In the order dated February 11, the railways ministry had sought to get videos showing individuals travelling atop trains and on footboards removed, saying that this could “affect railway operations” and “promote unlawful activity”. Digipub argued that this rationale was speculative and overbroad.
“Visual depictions of rooftop travel — such as the well-known Chaiyya Chaiyya music video — are an integral part of Indian popular culture and cinematic expression. The mere display of such imagery does not amount to incitement to commit an offence and, by itself, cannot attract the threshold for restriction under Article 19(2). To suggest otherwise would open the door to the suppression of artistic , journalistic, and cultural content on an arbitrary basis,” the application noted.
Details of the takedown notices sent by the Ministry of Railways can be found in my reporting at Hindustan Times here and here.

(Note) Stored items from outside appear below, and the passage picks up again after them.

/// Mint and deliver a one-time code for the user, replacing any pending one.
async fn issue_otp_challenge(state: &AppState, user: &UserRecord, purpose: OtpPurpose) -> Result<OtpChallengeResponse, Error> {
    let code = password::generate_otp_code();

    let code_hash = tokio::task::spawn_blocking({
        let code = code.clone();
        let params = password::Argon2Params::from(&state.config.auth.native.password);
        move || password::hash_string_with_params(&code, Some(params))
    })
    .await
    .map_err(|e| Error::Internal {
        operation: format!("spawn code hashing task: {e}"),
    })??;

    OtpChallenges::new(&state.store)
        .issue(&user.email, purpose, code_hash, state.config.auth.otp.ttl)
        .await?;

    let email_service = EmailService::new(&state.config)?;
    email_service.send_otp_email(&user.email, Some(&user.name), &code).await?;

    Ok(OtpChallengeResponse::email_challenge(&user.email))
}
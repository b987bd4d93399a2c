//! API models for appointments and their notes.

use chrono::{DateTime, Utc};
use serde::{Deserialize, Serialize};
use utoipa::ToSchema;

use crate::api::models::users::Role;
use crate::store::models::appointments::{AppointmentRecord, AppointmentStatus};
use crate::store::models::notes::NoteRecord;
use crate::types::{AppointmentId, NoteId};

#[derive(Debug, Clone, Serialize, ToSchema)]
#[serde(rename_all = "camelCase")]
pub struct AppointmentResponse {
    #[schema(value_type = String, format = "uuid")]
    pub id: AppointmentId,
    pub patient_name: String,
    pub patient_email: Option<String>,
    pub patient_phone: Option<String>,
    pub reason: String,
    pub status: AppointmentStatus,
    pub date: Option<String>,
    pub time: Option<String>,
    pub dentist_name: Option<String>,
    pub needs_staff_confirmation: bool,
    pub created_at: DateTime<Utc>,
    pub updated_at: DateTime<Utc>,
}

impl From<AppointmentRecord> for AppointmentResponse {
    fn from(appointment: AppointmentRecord) -> Self {
        Self {
            id: appointment.id,
            patient_name: appointment.patient_name,
            patient_email: appointment.patient_email,
            patient_phone: appointment.patient_phone,
            reason: appointment.reason,
            status: appointment.status,
            date: appointment.date,
            time: appointment.time,
            dentist_name: appointment.dentist_name,
            needs_staff_confirmation: appointment.needs_staff_confirmation,
            created_at: appointment.created_at,
            updated_at: appointment.updated_at,
        }
    }
}

/// Request body for `POST /appointments`.
///
/// Patients book for themselves: their name and email come from the session
/// and any values here are ignored. Staff may fill them in when booking on a
/// patient's behalf.
#[derive(Debug, Clone, Deserialize, ToSchema)]
#[serde(rename_all = "camelCase")]
pub struct AppointmentCreate {
    pub patient_name: Option<String>,
    pub patient_email: Option<String>,
    pub patient_phone: Option<String>,
    pub reason: String,
    pub date: Option<String>,
    pub time: Option<String>,
    pub dentist_name: Option<String>,
}

/// Request body for `PUT /appointments/{id}`. Absent fields are untouched.
#[derive(Debug, Clone, Default, Deserialize, ToSchema)]
#[serde(rename_all = "camelCase")]
pub struct AppointmentUpdate {
    pub status: Option<AppointmentStatus>,
    pub date: Option<String>,
    pub time: Option<String>,
    pub dentist_name: Option<String>,
    pub reason: Option<String>,
    pub needs_staff_confirmation: Option<bool>,
}

#[derive(Debug, Clone, Deserialize, ToSchema)]
pub struct NoteCreate {
    pub content: String,
}

#[derive(Debug, Clone, Serialize, ToSchema)]
#[serde(rename_all = "camelCase")]
pub struct NoteResponse {
    #[schema(value_type = String, format = "uuid")]
    pub id: NoteId,
    #[schema(value_type = String, format = "uuid")]
    pub appointment_id: AppointmentId,
    pub content: String,
    pub author_email: String,
    pub author_role: Role,
    pub created_at: DateTime<Utc>,
}

impl From<NoteRecord> for NoteResponse {
    fn from(note: NoteRecord) -> Self {
        Self {
            id: note.id,
            appointment_id: note.appointment_id,
            content: note.content,
            author_email: note.author_email,
            author_role: note.author_role,
            created_at: note.created_at,
        }
    }
}

#[cfg(test)]
mod tests {
    use super::*;

    #[test]
    fn test_appointment_response_wire_shape() {
        let now = Utc::now();
        let record = AppointmentRecord {
            id: uuid::Uuid::new_v4(),
            patient_name: "John Smith".to_string(),
            patient_email: Some("p@example.com".to_string()),
            patient_phone: None,
            reason: "Checkup".to_string(),
            status: AppointmentStatus::Pending,
            date: None,
            time: None,
            dentist_name: None,
            needs_staff_confirmation: true,
            created_at: now,
            updated_at: now,
        };

        let json = serde_json::to_value(AppointmentResponse::from(record)).unwrap();
        assert_eq!(json["patientEmail"], "p@example.com");
        assert_eq!(json["status"], "pending");
        assert_eq!(json["needsStaffConfirmation"], true);
    }
}
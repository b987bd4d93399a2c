//! API models for patient service history.

use chrono::{DateTime, Utc};
use serde::{Deserialize, Serialize};
use utoipa::ToSchema;

use crate::store::models::history::HistoryRecord;
use crate::types::HistoryRecordId;

#[derive(Debug, Clone, Serialize, ToSchema)]
#[serde(rename_all = "camelCase")]
pub struct HistoryEntryResponse {
    #[schema(value_type = String, format = "uuid")]
    pub id: HistoryRecordId,
    pub patient_email: String,
    pub date: String,
    pub treatment: String,
    pub notes: Option<String>,
    pub dentist_name: Option<String>,
    pub cost_cents: Option<i64>,
    pub created_at: DateTime<Utc>,
}

impl From<HistoryRecord> for HistoryEntryResponse {
    fn from(record: HistoryRecord) -> Self {
        Self {
            id: record.id,
            patient_email: record.patient_email,
            date: record.date,
            treatment: record.treatment,
            notes: record.notes,
            dentist_name: record.dentist_name,
            cost_cents: record.cost_cents,
            created_at: record.created_at,
        }
    }
}

/// Request body for `POST /patients/{email}/history` (staff and above).
#[derive(Debug, Clone, Deserialize, ToSchema)]
#[serde(rename_all = "camelCase")]
pub struct HistoryEntryCreate {
    pub date: String,
    pub treatment: String,
    pub notes: Option<String>,
    pub dentist_name: Option<String>,
    pub cost_cents: Option<i64>,
}
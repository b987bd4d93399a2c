use thiserror::Error;

/// Unified error type for key-value store operations that application code can handle
#[derive(Error, Debug)]
pub enum StoreError {
    /// Record not found under the given key
    #[error("Record not found")]
    NotFound,

    /// A record already exists under a key that must be unique
    #[error("Record already exists under key {key}")]
    UniqueViolation { key: String },

    /// A stored value could not be serialized or deserialized
    #[error("Failed to {operation} record under key {key}")]
    Serialization {
        key: String,
        operation: &'static str,
        #[source]
        source: serde_json::Error,
    },

    /// Catch-all for non-recoverable errors
    #[error(transparent)]
    Other(#[from] anyhow::Error),
}

/// Type alias for store operation results
pub type Result<T> = std::result::Result<T, StoreError>;
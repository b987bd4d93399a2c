use clap::Parser;
use clinicd::{Application, Config, telemetry};

/// Wait for shutdown signal (SIGTERM or Ctrl+C)
async fn shutdown_signal() {
    use tokio::signal;

    let ctrl_c = async {
        signal::ctrl_c().await.expect("Failed to install Ctrl+C handler");
    };

    #[cfg(unix)]
    let terminate = async {
        signal::unix::signal(signal::unix::SignalKind::terminate())
            .expect("Failed to install SIGTERM handler")
            .recv()
            .await;
    };

    #[cfg(not(unix))]
    let terminate = std::future::pending::<()>();

    tokio::select! {
        _ = ctrl_c => {
            tracing::info!("Received Ctrl+C, shutting down gracefully...");
        },
        _ = terminate => {
            tracing::info!("Received SIGTERM, shutting down gracefully...");
        },
    }
}

#[tokio::main]
async fn main() -> anyhow::Result<()> {
    let args = clinicd::config::Args::parse();

    let config = Config::load(&args)?;

    // If --validate flag is set, exit successfully after config validation
    if args.validate {
        println!("Configuration is valid.");
        return Ok(());
    }

    telemetry::init_telemetry()?;

    tracing::debug!("{:?}", args);

    let shutdown = shutdown_signal();
    Application::new(config).await?.serve(shutdown).await
}
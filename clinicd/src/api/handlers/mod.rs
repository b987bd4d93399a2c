pub mod appointments;
pub mod auth;
pub mod health;
pub mod patients;
pub mod users;
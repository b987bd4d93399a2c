//! Service history repository over the `history:` namespace.
//!
//! Each patient's entire history lives in one record holding a list; entries
//! are only ever appended.

use chrono::Utc;
use uuid::Uuid;

use crate::store::errors::Result;
use crate::store::models::history::{HistoryCreateStoreRequest, HistoryRecord};
use crate::store::{KvStore, keys};

pub struct History<'a> {
    store: &'a KvStore,
}

impl<'a> History<'a> {
    pub fn new(store: &'a KvStore) -> Self {
        Self { store }
    }

    pub async fn list_for_patient(&self, email: &str) -> Result<Vec<HistoryRecord>> {
        Ok(self.store.get(&keys::history(email))?.unwrap_or_default())
    }

    pub async fn append(&self, request: &HistoryCreateStoreRequest) -> Result<HistoryRecord> {
        let record = HistoryRecord {
            id: Uuid::new_v4(),
            patient_email: request.patient_email.to_lowercase(),
            date: request.date.clone(),
            treatment: request.treatment.clone(),
            notes: request.notes.clone(),
            dentist_name: request.dentist_name.clone(),
            cost_cents: request.cost_cents,
            created_at: Utc::now(),
        };

        let key = keys::history(&record.patient_email);
        let mut entries: Vec<HistoryRecord> = self.store.get(&key)?.unwrap_or_default();
        entries.push(record.clone());
        self.store.set(&key, &entries)?;

        Ok(record)
    }
}
//! One-time passcode repository over the `otp:` namespace.

use chrono::Utc;

use crate::store::errors::{Result, StoreError};
use crate::store::models::otp::{OtpChallengeRecord, OtpPurpose};
use crate::store::{KvStore, keys};

pub struct OtpChallenges<'a> {
    store: &'a KvStore,
}

impl<'a> OtpChallenges<'a> {
    pub fn new(store: &'a KvStore) -> Self {
        Self { store }
    }

    /// Persist a new challenge for `email`, replacing any outstanding one.
    /// `code_hash` is the argon2 hash of the code; the caller keeps the raw
    /// code only long enough to deliver it.
    pub async fn issue(
        &self,
        email: &str,
        purpose: OtpPurpose,
        code_hash: String,
        ttl: std::time::Duration,
    ) -> Result<OtpChallengeRecord> {
        let now = Utc::now();
        let ttl = chrono::Duration::from_std(ttl).map_err(anyhow::Error::from)?;
        let record = OtpChallengeRecord {
            email: email.to_lowercase(),
            code_hash,
            purpose,
            attempts: 0,
            expires_at: now + ttl,
            created_at: now,
        };
        self.store.set(&keys::otp(email), &record)?;
        Ok(record)
    }

    pub async fn get(&self, email: &str) -> Result<Option<OtpChallengeRecord>> {
        self.store.get(&keys::otp(email))
    }

    /// Bump the failed-attempt counter and return the updated record.
    pub async fn record_attempt(&self, email: &str) -> Result<OtpChallengeRecord> {
        let key = keys::otp(email);
        let mut record: OtpChallengeRecord = self.store.get(&key)?.ok_or(StoreError::NotFound)?;
        record.attempts += 1;
        self.store.set(&key, &record)?;
        Ok(record)
    }

    /// Drop the challenge, after success or when it is no longer redeemable.
    pub async fn clear(&self, email: &str) -> bool {
        self.store.delete(&keys::otp(email))
    }
}
use axum::{
    Json,
    extract::State,
    http::StatusCode,
};

use crate::{
    AppState,
    api::models::users::{AdminUserCreate, CurrentUser, Role, UserResponse},
    auth::require_admin,
    errors::Error,
    store::{
        handlers::{Repository, Users},
        models::users::{UserCreateStoreRequest, UserFilter},
    },
    types::{Operation, Resource},
};

/// List clinic accounts (admin only)
///
/// Returns staff and dentist accounts; patients live in the directory at
/// `/patients`.
#[utoipa::path(
    get,
    path = "/admin/users",
    tag = "admin",
    responses(
        (status = 200, description = "Staff and dentist accounts", body = Vec<UserResponse>),
        (status = 403, description = "Caller is not an admin"),
    ),
    security(("session_token" = []))
)]
#[tracing::instrument(skip_all, fields(role = %current_user.role))]
pub async fn list_users(
    State(state): State<AppState>,
    current_user: CurrentUser,
) -> Result<Json<Vec<UserResponse>>, Error> {
    require_admin(&current_user, Operation::ReadAll, Resource::Users)?;

    let users = Users::new(&state.store)
        .list(&UserFilter {
            roles: vec![Role::Staff, Role::Dentist],
        })
        .await?;
    Ok(Json(users.into_iter().map(UserResponse::from).collect()))
}

/// Create a staff or dentist account (admin only)
#[utoipa::path(
    post,
    path = "/admin/users",
    request_body = AdminUserCreate,
    tag = "admin",
    responses(
        (status = 201, description = "Account created", body = UserResponse),
        (status = 400, description = "Role is not staff or dentist"),
        (status = 403, description = "Caller is not an admin"),
        (status = 409, description = "An account already exists with this email"),
    ),
    security(("session_token" = []))
)]
#[tracing::instrument(skip_all, fields(role = %current_user.role))]
pub async fn create_user(
    State(state): State<AppState>,
    current_user: CurrentUser,
    Json(request): Json<AdminUserCreate>,
) -> Result<(StatusCode, Json<UserResponse>), Error> {
    require_admin(&current_user, Operation::CreateAll, Resource::Users)?;

    if !matches!(request.role, Role::Staff | Role::Dentist) {
        return Err(Error::BadRequest {
            message: "Admin can only create staff and dentist users".to_string(),
        });
    }

    crate::api::handlers::auth::validate_password(&request.password, &state.config)?;
    let password_hash = crate::api::handlers::auth::hash_password_blocking(request.password, &state.config).await?;

    let user = Users::new(&state.store)
        .create(&UserCreateStoreRequest {
            email: request.email,
            name: request.name,
            role: request.role,
            phone: request.phone,
            password_hash: Some(password_hash),
            can_login: true,
            is_walk_in: false,
            created_by: Some(current_user.email),
        })
        .await?;

    Ok((StatusCode::CREATED, Json(UserResponse::from(user))))
}

#[cfg(test)]
mod tests {
    use super::*;
    use crate::test_utils::{create_test_app, create_test_config, seed_admin_user, signup_user};
    use serde_json::{Value, json};

    #[tokio::test]
    async fn test_admin_endpoints_require_admin() {
        let (server, _state) = create_test_app(create_test_config()).await;
        signup_user(&server, "p@example.com", "password123", "John Smith").await;

        server.get("/api/v1/admin/users").await.assert_status(StatusCode::FORBIDDEN);
        server
            .post("/api/v1/admin/users")
            .json(&json!({
                "email": "d@dentalclinic.com",
                "name": "Dr. D",
                "role": "dentist",
                "password": "password123"
            }))
            .await
            .assert_status(StatusCode::FORBIDDEN);
    }

    #[tokio::test]
    async fn test_admin_creates_dentist_who_can_sign_in() {
        let (server, state) = create_test_app(create_test_config()).await;
        seed_admin_user(&server, &state, "admin@dentalclinic.com", "adminpass1").await;

        let response = server
            .post("/api/v1/admin/users")
            .json(&json!({
                "email": "Dentist@DentalClinic.com",
                "name": "Dr. Sarah Johnson",
                "role": "dentist",
                "password": "password123"
            }))
            .await;
        response.assert_status(StatusCode::CREATED);
        let body: Value = response.json();
        assert_eq!(body["email"], "dentist@dentalclinic.com");
        assert_eq!(body["role"], "dentist");
        assert_eq!(body["canLogin"], true);
        assert!(body.get("passwordHash").is_none());

        let response = server
            .post("/api/v1/auth/signin")
            .json(&json!({"email": "dentist@dentalclinic.com", "password": "password123"}))
            .await;
        response.assert_status_ok();
    }

    #[tokio::test]
    async fn test_admin_cannot_create_patient_or_admin() {
        let (server, state) = create_test_app(create_test_config()).await;
        seed_admin_user(&server, &state, "admin@dentalclinic.com", "adminpass1").await;

        for role in ["patient", "admin"] {
            let response = server
                .post("/api/v1/admin/users")
                .json(&json!({
                    "email": "x@example.com",
                    "name": "X",
                    "role": role,
                    "password": "password123"
                }))
                .await;
            response.assert_status(StatusCode::BAD_REQUEST);
            let body: Value = response.json();
            assert_eq!(body["error"], "Admin can only create staff and dentist users");
        }
    }

    #[tokio::test]
    async fn test_admin_user_listing_shows_clinic_accounts_only() {
        let (server, state) = create_test_app(create_test_config()).await;
        signup_user(&server, "p@example.com", "password123", "John Smith").await;
        seed_admin_user(&server, &state, "admin@dentalclinic.com", "adminpass1").await;

        server
            .post("/api/v1/admin/users")
            .json(&json!({
                "email": "dentist@dentalclinic.com",
                "name": "Dr. Sarah Johnson",
                "role": "dentist",
                "password": "password123"
            }))
            .await
            .assert_status(StatusCode::CREATED);

        let response = server.get("/api/v1/admin/users").await;
        response.assert_status_ok();
        let body: Value = response.json();
        // Patients and the admin itself are not part of this listing
        assert_eq!(body.as_array().unwrap().len(), 1);
        assert_eq!(body[0]["email"], "dentist@dentalclinic.com");
    }
}
//! Authentication and authorization.
//!
//! Sessions are stateless JWTs, delivered as an HTTP-only cookie at sign-in
//! and accepted either as that cookie or as a Bearer token. Passwords and
//! one-time codes are stored as argon2id hashes only.

pub mod current_user;
pub mod password;
pub mod session;

use crate::api::models::users::{CurrentUser, Role};
use crate::errors::{Error, Result};
use crate::types::{Operation, Permission, Resource};

/// Require a clinic-side account (staff, dentist, or admin).
pub fn require_staff(user: &CurrentUser, action: Operation, resource: Resource) -> Result<()> {
    match user.role {
        Role::Staff | Role::Dentist | Role::Admin => Ok(()),
        Role::Patient => Err(Error::InsufficientPermissions {
            required: Permission::Allow(resource, action),
            action,
            resource: resource.to_string(),
        }),
    }
}

/// Require the admin role.
pub fn require_admin(user: &CurrentUser, action: Operation, resource: Resource) -> Result<()> {
    if user.role == Role::Admin {
        Ok(())
    } else {
        Err(Error::InsufficientPermissions {
            required: Permission::Allow(resource, action),
            action,
            resource: resource.to_string(),
        })
    }
}
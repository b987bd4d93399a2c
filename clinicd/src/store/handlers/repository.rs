//! Base repository trait for store operations.

/// A repository is the data access layer for one key namespace of the store.
/// It provides methods for creating, reading, updating, and deleting records,
/// as well as listing them with simple filters.
use crate::store::errors::Result;

/// Base repository trait providing common store operations
///
/// This trait has separate associated types for create requests, update requests, and responses.
#[async_trait::async_trait]
pub trait Repository {
    /// The request type for creating records
    type CreateRequest;

    /// The request type for updating records
    type UpdateRequest;

    /// The record type returned by operations
    type Response;

    /// The identifier type for lookups
    type Id: Send + Sync;

    /// The filter type for list operations
    type Filter: Send + Sync;

    /// Create a new record
    async fn create(&self, request: &Self::CreateRequest) -> Result<Self::Response>;

    /// Get a record by ID
    async fn get_by_id(&self, id: &Self::Id) -> Result<Option<Self::Response>>;

    /// List records matching a filter
    async fn list(&self, filter: &Self::Filter) -> Result<Vec<Self::Response>>;

    /// Update a record by ID
    async fn update(&self, id: &Self::Id, request: &Self::UpdateRequest) -> Result<Self::Response>;

    /// Delete a record by ID
    async fn delete(&self, id: &Self::Id) -> Result<bool>;
}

Digital media’s legal issues with Sahyog
1. Parallel blocking regime not backed by law, lacks procedural safeguards
Digipub and Sekhri have argued that Section 79(3)(b) of the IT Act read with Rule 3(1)(d) of the IT Rules does not give the creation of Sahyog any legal backing. No public information about the legal basis for Sahyog, its operational protocols or any procedural safeguards has been made available, they argued.
Like X, they argued that Sahyog “appears to be a part of a broader extra-statutory regime of online censorship” that circumvents the procedure laid down in Section 69A and the related 2009 Blocking Rules. They said that operation of Sahyog is procedurally opaque, lacks statutory accountability, and does not have any judicial or public oversight.
They submitted that under the Section 69A process, even in emergency situations where prior hearing may not be possible, post-decisional safeguards such as notice and reasoned orders are expressly required.
However, the Sahyog regime, they argued, replaces “institutional structure with ad hoc determinations by executive authorities” who are not “institutionally equipped to apply constitutional standards of necessity, proportionality, or to balance competing rights” result in an “opaque, decentralised, and unaccountable censorship”.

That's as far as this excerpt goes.